Extended Data Fig. 2: Limited examples of fungal ATP-grasp enzyme involved in natural product biosynthesis.

From: Enzymatic combinatorial synthesis of E-64 and related cysteine protease inhibitors

Extended Data Fig. 2

a, FsqD from fumisoquin biosynthesis was proposed to activate L-tyrosine to form tyrosyl phosphate. The function of FsqD has not been biochemically characterized. b, AnkG was proposed to be an ATP-grasp enzyme that catalyzes the amide bond formation between L-aspartic acid and NK13650D to form NK13650C based on the in vivo experiments. c, Sequence similarity network analysis of Cp1B homologs from the UniProt database. Note that 5,000 maximum number target sequences from a blastp search with Cp1B as a query (expect threshold value: 5) were retrieved and subjected to SSN construction, with an alignment score threshold of 7. Cp1B and Cp2B in this study and the proposed ATP-grasp enzyme AnkG are highlighted.

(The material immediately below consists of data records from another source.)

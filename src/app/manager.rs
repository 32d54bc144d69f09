// Orchestrates one batch per iteration: probe the frontier with a stack of
// spaced ids, unwind the stack to find how far the content actually reaches,
// flood the gaps below it, and feed the hit level back to the controller.
struct BatchManager {
    cfg: Arc<Config>,
    controller: ThresholdsController,
    state: Arc<Mutex<State>>,
    cancel: CancellationToken,
    probe_tx: async_channel::Sender<ProbeRequest>,
    probe_results_rx: mpsc::Receiver<FetchResult>,
    gap_tx: async_channel::Sender<GapRequest>,
    results_tx: mpsc::Sender<ResultsPayload>,
    rng: SmallRng,
    batch_id: u16,
    highest_id: i64,
    offset: i64,
    initial_offset: i64,
}

impl BatchManager {
    async fn run(mut self) {
        info!(initial_id = self.highest_id, "batch manager started");
        while self.run_batch().await {}
        debug!("worker finished due to cancellation");
    }

    // One full batch. Returns false once the pipeline is shutting down.
    async fn run_batch(&mut self) -> bool {
        let last_succ_id = self.highest_id;
        let mut count = self.controller.count();
        let limits = &self.cfg.core.batch_limits;
        if limits.enable && limits.max_batch_size > 0 {
            count = count.min(limits.max_batch_size);
        }
        let issued_count = count;

        self.offset = walk_offset(self.offset, self.initial_offset, &mut self.rng);

        let mut results: HashMap<i64, FetchResult> = HashMap::with_capacity(usize::from(count));
        for _ in 0..count {
            self.highest_id += self.offset;
            let request = ProbeRequest {
                item_id: self.highest_id,
                batch_id: self.batch_id,
            };
            if self.probe_tx.send(request).await.is_err() {
                return false;
            }
        }

        let mut top_age_ms: u32 = 0;
        'collect: while count > 0 {
            let mut result = tokio::select! {
                _ = self.cancel.cancelled() => return false,
                result = self.probe_results_rx.recv() => match result {
                    Some(result) => result,
                    None => return false,
                },
            };

            // results of earlier batches can still be in flight; they are
            // filtered here rather than drained between batches
            if result.item_id < last_succ_id {
                continue;
            }

            if result.success {
                if let Some(payload) = result.payload.take() {
                    let forward = ResultsPayload {
                        payload,
                        item_id: result.item_id,
                    };
                    if self.results_tx.send(forward).await.is_err() {
                        return false;
                    }
                }
            }
            results.insert(result.item_id, result);

            // unwind the probe stack: pop contiguous failures from the top
            // until the top probe is a success (the hit level) or the whole
            // stack has collapsed
            while count > 0 {
                let Some(top) = results.get(&self.highest_id) else {
                    break; // the top probe is still in flight
                };
                if top.success {
                    top_age_ms = top.age_ms;
                    break 'collect;
                }
                count -= 1;
                self.highest_id -= self.offset;
            }
        }

        let hit_level = count;
        let timestamp = if hit_level == 0 { 0 } else { top_age_ms };

        if hit_level > 0 {
            let mut success_ids = results
                .iter()
                .filter(|(_, result)| result.success)
                .map(|(item_id, _)| *item_id)
                .collect::<Vec<_>>();
            success_ids.sort_unstable();

            for item_id in gap_ids(last_succ_id, &success_ids) {
                let request = GapRequest {
                    item_id,
                    batch_id: self.batch_id,
                };
                if self.gap_tx.send(request).await.is_err() {
                    return false;
                }
            }
        }

        debug!(
            batch_id = self.batch_id,
            hit_level,
            thresholds_amount = self.controller.count(),
            ref_timestamp = self.controller.ref_timestamp(),
            offset = self.offset,
            last_succ_id,
            highest_id = self.highest_id,
            "batch completed"
        );

        self.state.lock().unwrap().record_batch(
            self.batch_id,
            self.highest_id,
            issued_count,
            self.offset,
            hit_level,
        );

        self.batch_id = self.batch_id.wrapping_add(1);
        self.controller.update(hit_level, timestamp);
        true
    }
}

// Random-walk the probe spacing by one step; reset to the configured value
// whenever the walk leaves [0.5x, 2x] of it.
fn walk_offset(current: i64, initial: i64, rng: &mut SmallRng) -> i64 {
    let walked = current + rng.gen_range(0i64..3) - 1;
    let abs = walked.abs() as f64;
    let initial_abs = initial.abs() as f64;
    if abs >= 2.0 * initial_abs || abs <= 0.5 * initial_abs {
        initial
    } else {
        walked
    }
}

// The ids the subordinates must fill: everything strictly between the last
// successful id and each successful probe, the probes themselves excluded.
fn gap_ids(last_succ_id: i64, sorted_success_ids: &[i64]) -> Vec<i64> {
    let mut ids = Vec::new();
    let mut last_succ = last_succ_id;
    for &interrupt_id in sorted_success_ids {
        ids.extend((last_succ + 1)..interrupt_id);
        last_succ = interrupt_id;
    }
    ids
}
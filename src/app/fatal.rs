static ROOT_CANCEL: OnceLock<CancellationToken> = OnceLock::new();

const SHUTDOWN_GRACE: Duration = Duration::from_millis(250);

// Must be called as soon as the root token is created.
fn install_root_cancel(cancel: CancellationToken) {
    let _ = ROOT_CANCEL.set(cancel);
}

// A fatal assertion: cancel every worker, leave them the grace period to
// abort in-flight requests, then exit with a failure code. The crawler never
// exits 0 in normal operation.
fn fatal(msg: &str) -> ! {
    error!("FATAL: {msg}");
    if let Some(cancel) = ROOT_CANCEL.get() {
        cancel.cancel();
    }
    std::thread::sleep(SHUTDOWN_GRACE);
    std::process::exit(1);
}

fn unwrap_or_fatal<T, E: std::fmt::Display>(result: Result<T, E>, msg: &str) -> T {
    match result {
        Ok(value) => value,
        Err(err) => fatal(&format!("{msg}: {err}")),
    }
}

While Cp1B and Cp2B were located at a separate clade from AnkG, the SSN and the amino acid sequence identity between them ( ~ 30%) suggest these enzymes are distinct but distantly related. While no characterized enzymes were found in this SSN, the SSN showed that putative Cp1B-like ATP-grasp enzymes are conserved in not only many fungi (Ascomycota and Basidiomycota) but also in a few bacteria. Domain abbreviations: A: adenylation; T: peptidyl-carrier protein; R: reductase domain; P: pyridoxal phosphate binding domain.